Published online Dec 16, 2023. doi: 10.12998/wjcc.v11.i35.8263
Peer-review started: October 14, 2023
First decision: October 29, 2023
Revised: October 30, 2023
Accepted: December 1, 2023
Article in press: December 1, 2023
Published online: December 16, 2023
Processing time: 60 Days and 22.4 Hours
Core Tip: The management of chronic pancreatitis (CP) involves careful planning of surgical interventions to prevent pain from becoming chronic and autonomous, potentially leading to opioid dependency. Early surgery, within the first three years of symptom onset, is associated with better outcomes. Surgical procedures aim to address pancreatic and bile duct obstructions and can be drainage or resection-based, depending on the patient's condition. Minimally invasive and endoscopic options are also available.

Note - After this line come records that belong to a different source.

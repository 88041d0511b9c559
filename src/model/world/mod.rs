use crate::model::collaborators::{NeedsLedger, SignalLog, SpatialIndex};
use crate::model::config::AppConfig;
use crate::model::metrics::Metrics;
use rand_chacha::ChaCha8Rng;
use std::collections::HashMap;
use wolfpack_core::systems::hunting::{PackHuntingBehavior, PackOrderBook};
use wolfpack_core::systems::siege::{Settlement, SiegeDecision, SiegeScheduler, WolfSiegeBehavior};
use wolfpack_core::systems::social::HierarchyBehavior;
use wolfpack_core::systems::territory::PackTerritoryBehavior;
use wolfpack_data::{AgentId, Climate, EntitySnapshot, PackId, PackRecord, Species, Vec3};

pub mod init;
pub mod persistence;
pub mod update;

#[derive(Debug, Clone, Copy, PartialEq)]
pub struct Identity {
    pub id: AgentId,
    pub species: Species,
}

#[derive(Debug, Clone, Copy, PartialEq, Default)]
pub struct Motion {
    pub position: Vec3,
    pub velocity: Vec3,
}

#[derive(Debug, Clone, Copy, PartialEq)]
pub struct Vitals {
    pub health: f64,
    pub max_health: f64,
    pub juvenile: bool,
    pub tamed: bool,
}

impl Default for Vitals {
    fn default() -> Self {
        Self {
            health: 20.0,
            max_health: 20.0,
            juvenile: false,
            tamed: false,
        }
    }
}

/// The engines one wolf runs, plus its attached record.
pub struct WolfMind {
    pub record: PackRecord,
    pub hierarchy: HierarchyBehavior,
    pub hunting: PackHuntingBehavior,
    pub territory: PackTerritoryBehavior,
    pub siege: WolfSiegeBehavior,
}

impl WolfMind {
    pub fn new(config: &AppConfig, record: PackRecord) -> Self {
        let mut territory = PackTerritoryBehavior::new(config.territory.clone());
        if let Some(center) = record.territory_center {
            territory.recenter(center);
        }
        let mut hierarchy = HierarchyBehavior::new(config.hierarchy.clone());
        hierarchy.tracker_mut().restore(record.rank, record.alpha_id);
        Self {
            record,
            hierarchy,
            hunting: PackHuntingBehavior::new(config.hunting.clone()),
            territory,
            siege: WolfSiegeBehavior::new(config.siege.clone()),
        }
    }
}

/// What happened during one tick.
#[derive(Debug, Clone, Default)]
pub struct TickReport {
    /// `(killer, victim)` pairs.
    pub kills: Vec<(AgentId, AgentId)>,
    pub siege_decisions: Vec<(PackId, SiegeDecision)>,
    pub collaborator_failures: u64,
}

pub struct World {
    pub tick: u64,
    pub width: u16,
    pub depth: u16,
    pub ecs: hecs::World,
    pub config: AppConfig,
    pub climate: Climate,
    pub rng: ChaCha8Rng,
    pub ledger: NeedsLedger,
    pub orders: PackOrderBook,
    pub schedulers: HashMap<PackId, SiegeScheduler>,
    pub settlements: Vec<Settlement>,
    pub signals: SignalLog,
    pub metrics: Metrics,
    index: SpatialIndex,
}

impl World {
    pub fn snapshot_of(&self, entity: hecs::Entity) -> Option<EntitySnapshot> {
        let mut query = self
            .ecs
            .query_one::<(&Identity, &Motion, &Vitals, Option<&WolfMind>)>(entity)
            .ok()?;
        let found = query
            .get()
            .map(|(identity, motion, vitals, mind)| snapshot(identity, motion, vitals, mind));
        found
    }

    pub fn find(&self, id: AgentId) -> Option<hecs::Entity> {
        self.ecs
            .query::<&Identity>()
            .iter()
            .find(|(_, identity)| identity.id == id)
            .map(|(entity, _)| entity)
    }

    pub fn count_species(&self, species: Species) -> usize {
        self.ecs
            .query::<&Identity>()
            .iter()
            .filter(|(_, identity)| identity.species == species)
            .count()
    }

    pub fn wolf_count(&self) -> usize {
        self.ecs.query::<&WolfMind>().iter().count()
    }

    /// Pack id to member ids, sorted.
    pub fn packs(&self) -> HashMap<PackId, Vec<AgentId>> {
        let mut packs: HashMap<PackId, Vec<AgentId>> = HashMap::new();
        for (_, (identity, mind)) in self.ecs.query::<(&Identity, &WolfMind)>().iter() {
            if let Some(pack) = mind.record.pack_id {
                packs.entry(pack).or_default().push(identity.id);
            }
        }
        for members in packs.values_mut() {
            members.sort();
        }
        packs
    }

    pub fn is_sieging(&self, pack: PackId) -> bool {
        self.schedulers.get(&pack).is_some_and(SiegeScheduler::is_sieging)
    }
}

pub(crate) fn snapshot(identity: &Identity, motion: &Motion, vitals: &Vitals, mind: Option<&WolfMind>) -> EntitySnapshot {
    EntitySnapshot {
        id: identity.id,
        species: identity.species,
        position: motion.position,
        velocity: motion.velocity,
        health: vitals.health,
        max_health: vitals.max_health,
        juvenile: vitals.juvenile,
        alive: vitals.health > 0.0,
        tamed: vitals.tamed,
        pack_id: mind.and_then(|m| m.record.pack_id),
    }
}

/// Clamps a point onto the world's ground rectangle.
pub(crate) fn bounded(p: Vec3, width: u16, depth: u16) -> Vec3 {
    Vec3::new(
        p.x.clamp(0.0, f64::from(width) - 0.001),
        p.y,
        p.z.clamp(0.0, f64::from(depth) - 0.001),
    )
}
//! Coordinated pack hunting.
//!
//! Each agent runs its own [`PackHuntingBehavior`]. The leader (the Alpha, a
//! sole hunter, or whoever is closest when no Alpha is in sight) pursues the
//! prey directly; everyone else takes a flanking slot derived from their
//! place in the pack's cached distance order.
//!
//! ```text
//! Idle -> Searching -> Waiting | Leading | Flanking -> Attacking
//!            ^                        |                  |
//!            +------ Resting <--------+---- give up / kill
//! ```

pub mod order;
pub mod prey;
pub mod session;

pub use order::{fresh_index, PackOrder, PackOrderBook};
pub use prey::{is_valid_prey, passes_population_check, LocalDensityFloor};
pub use session::HuntingSession;

use crate::collaborators::{read_or, ResourceStore, ENERGY_KEY, HUNGER_KEY};
use crate::config::HuntingConfig;
use crate::context::BehaviorContext;
use crate::steering::{seek, Services, SteeringBehavior};
use wolfpack_data::{AgentId, EntitySnapshot, HuntingState, Vec3};

/// Signed angular offset for the flanker at `index` in the distance order.
///
/// Magnitude grows every second index and the sign alternates, so indices
/// 1, 2, 3, 4 land at -1, +2, -2, +3 times `flanking_angle`.
pub fn flank_offset(index: usize, flanking_angle: f64) -> f64 {
    let magnitude = flanking_angle * (1 + index / 2) as f64;
    if index % 2 == 0 {
        magnitude
    } else {
        -magnitude
    }
}

/// Seek point for a flanker: rotate the prey-to-agent bearing by the
/// index offset and stand off at `max(min_flank_distance, 0.7 * distance)`.
pub fn flank_point(agent: Vec3, prey: Vec3, index: usize, config: &HuntingConfig) -> Vec3 {
    let distance = agent.distance_to(prey);
    let bearing = (agent - prey).bearing() + flank_offset(index, config.flanking_angle);
    let reach = config
        .min_flank_distance
        .max(distance * config.flank_distance_factor);
    prey + Vec3::from_bearing(bearing) * reach
}

pub struct PackHuntingBehavior {
    config: HuntingConfig,
    session: HuntingSession,
}

impl PackHuntingBehavior {
    pub fn new(config: HuntingConfig) -> Self {
        Self {
            config,
            session: HuntingSession::default(),
        }
    }

    pub fn state(&self) -> HuntingState {
        self.session.state
    }

    pub fn session(&self) -> &HuntingSession {
        &self.session
    }

    pub fn config(&self) -> &HuntingConfig {
        &self.config
    }

    pub fn has_energy_for_hunt(&self, energy: f64) -> bool {
        energy >= self.config.hunt_energy_cost
    }

    pub fn is_satiated(&self, hunger: f64) -> bool {
        hunger >= self.config.satiation_threshold
    }

    /// Resource gate. Missing records fail open: full energy, empty stomach.
    pub fn can_hunt(&self, agent: AgentId, resources: &dyn ResourceStore, failures: &mut u64) -> bool {
        let energy = read_or(resources, agent, ENERGY_KEY, self.config.full_energy, failures);
        let hunger = read_or(resources, agent, HUNGER_KEY, 0.0, failures);
        self.has_energy_for_hunt(energy) && !self.is_satiated(hunger) && !self.session.is_handling()
    }

    /// Keeps the current prey while it stays valid and in range, otherwise
    /// asks the selector. Every answer passes the local filters and the
    /// population gate.
    pub fn find_prey(&self, ctx: &BehaviorContext<'_>, services: &mut Services<'_>) -> Option<EntitySnapshot> {
        let hunter = &ctx.agent;

        if let Some(current) = self.session.target.and_then(|id| ctx.find(id)) {
            let in_range = hunter.distance_to(current) <= self.config.coordination_range;
            if in_range
                && is_valid_prey(hunter, current, &self.config.prey_species)
                && passes_population_check(services.population, hunter, current, &mut services.failures)
            {
                return Some(*current);
            }
        }

        let candidate = match services.prey.select(ctx) {
            Ok(candidate) => candidate?,
            Err(err) => {
                services.failures += 1;
                tracing::warn!(agent = %hunter.id, error = %err, "Prey selection failed");
                return None;
            }
        };
        if !is_valid_prey(hunter, &candidate, &self.config.prey_species) {
            return None;
        }
        if !passes_population_check(services.population, hunter, &candidate, &mut services.failures) {
            return None;
        }
        Some(candidate)
    }

    /// Called by the host when this agent's strike killed its prey.
    pub fn on_successful_kill(&mut self, agent: AgentId, resources: &mut dyn ResourceStore) {
        let mut failures = 0;
        let energy = read_or(&*resources, agent, ENERGY_KEY, self.config.full_energy, &mut failures);
        let remaining = (energy - self.config.hunt_energy_cost).max(0.0);
        if let Err(err) = resources.write(agent, ENERGY_KEY, remaining) {
            tracing::warn!(agent = %agent, error = %err, "Could not deduct hunt energy");
        }
        self.session.killed_recently = true;
        self.session.handling_remaining = self.config.handling_ticks;
        self.session.transition(agent, HuntingState::Resting);
    }

    /// Pack members within coordination range of the prey, self included.
    ///
    /// Drawn from the host's pack roster when there is one, so every hunter
    /// of the same prey gets the same membership and the pack shares one
    /// cached order. Falls back to the visible packmates otherwise.
    pub fn hunting_party(&self, ctx: &BehaviorContext<'_>, prey: &EntitySnapshot) -> Vec<EntitySnapshot> {
        let reach = self.config.coordination_range;
        let near_prey = |m: &&EntitySnapshot| m.position.distance_to(prey.position) <= reach;
        let mut party: Vec<EntitySnapshot> = if ctx.pack.is_empty() {
            ctx.packmates().filter(near_prey).copied().collect()
        } else {
            ctx.pack
                .iter()
                .filter(|m| ctx.agent.is_packmate_of(m))
                .filter(near_prey)
                .copied()
                .collect()
        };
        party.push(ctx.agent);
        party
    }

    fn is_leader(&self, ctx: &BehaviorContext<'_>, index: usize, party_size: usize) -> bool {
        if party_size <= 1 || ctx.standing.is_alpha() {
            return true;
        }
        ctx.visible_alpha().is_none() && index == 0
    }
}

impl SteeringBehavior for PackHuntingBehavior {
    fn calculate(&mut self, ctx: &BehaviorContext<'_>, services: &mut Services<'_>) -> Vec3 {
        let me = ctx.agent.id;
        self.session.tick();

        if self.session.state == HuntingState::Resting {
            if self.session.rest_ticks >= self.config.rest_ticks {
                self.session.transition(me, HuntingState::Searching);
            }
            return Vec3::ZERO;
        }

        if !self.can_hunt(me, &*services.resources, &mut services.failures) {
            self.session.clear_target();
            self.session.transition(me, HuntingState::Idle);
            return Vec3::ZERO;
        }
        if self.session.state == HuntingState::Idle {
            self.session.transition(me, HuntingState::Searching);
        }

        let Some(prey) = self.find_prey(ctx, services) else {
            self.session.clear_target();
            if self.session.state.is_pursuing() {
                self.session.transition(me, HuntingState::Idle);
            }
            return Vec3::ZERO;
        };
        self.session.set_target(prey.id);

        if self.session.state.is_chasing() && self.session.hunt_ticks > self.config.give_up_ticks {
            tracing::debug!(agent = %me, prey = %prey.id, ticks = self.session.hunt_ticks, "Giving up hunt");
            self.session.transition(me, HuntingState::Resting);
            return Vec3::ZERO;
        }

        let party = self.hunting_party(ctx, &prey);
        let distance = ctx.position().distance_to(prey.position);

        if party.len() < self.config.min_pack_size && distance < self.config.assembly_distance {
            self.session.transition(me, HuntingState::Waiting);
            return Vec3::ZERO;
        }
        if distance < self.config.strike_distance {
            self.session.transition(me, HuntingState::Attacking);
            return Vec3::ZERO;
        }

        let index = match ctx.standing.pack_id {
            Some(pack) if party.len() > 1 => services
                .orders
                .index_for(pack, &party, &prey, me, ctx.tick, self.config.order_ttl_ticks)
                .unwrap_or(0),
            _ => 0,
        };

        if self.is_leader(ctx, index, party.len()) {
            self.session.transition(me, HuntingState::Leading);
            seek(
                ctx.position(),
                ctx.velocity(),
                prey.position,
                self.config.pursuit_speed,
                self.config.max_force,
            )
        } else {
            self.session.transition(me, HuntingState::Flanking);
            let point = flank_point(ctx.position(), prey.position, index, &self.config);
            seek(
                ctx.position(),
                ctx.velocity(),
                point,
                self.config.pursuit_speed * self.config.follower_speed_factor,
                self.config.max_force,
            )
        }
    }
}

A multidisciplinary approach, including interventions like celiac plexus blocking, percutaneous nerve stimulation, and acupuncture, can be considered, although further research is needed to confirm their effectiveness. Decision-making should involve input from healthcare providers to determine the most suitable treatment for each CP patient. Additionally, for calcified CP with strictures and calculi, extracorporeal shock-wave lithotripsy is a potential option, with the type and timing of endoscopic treatment tailored to the patient's needs.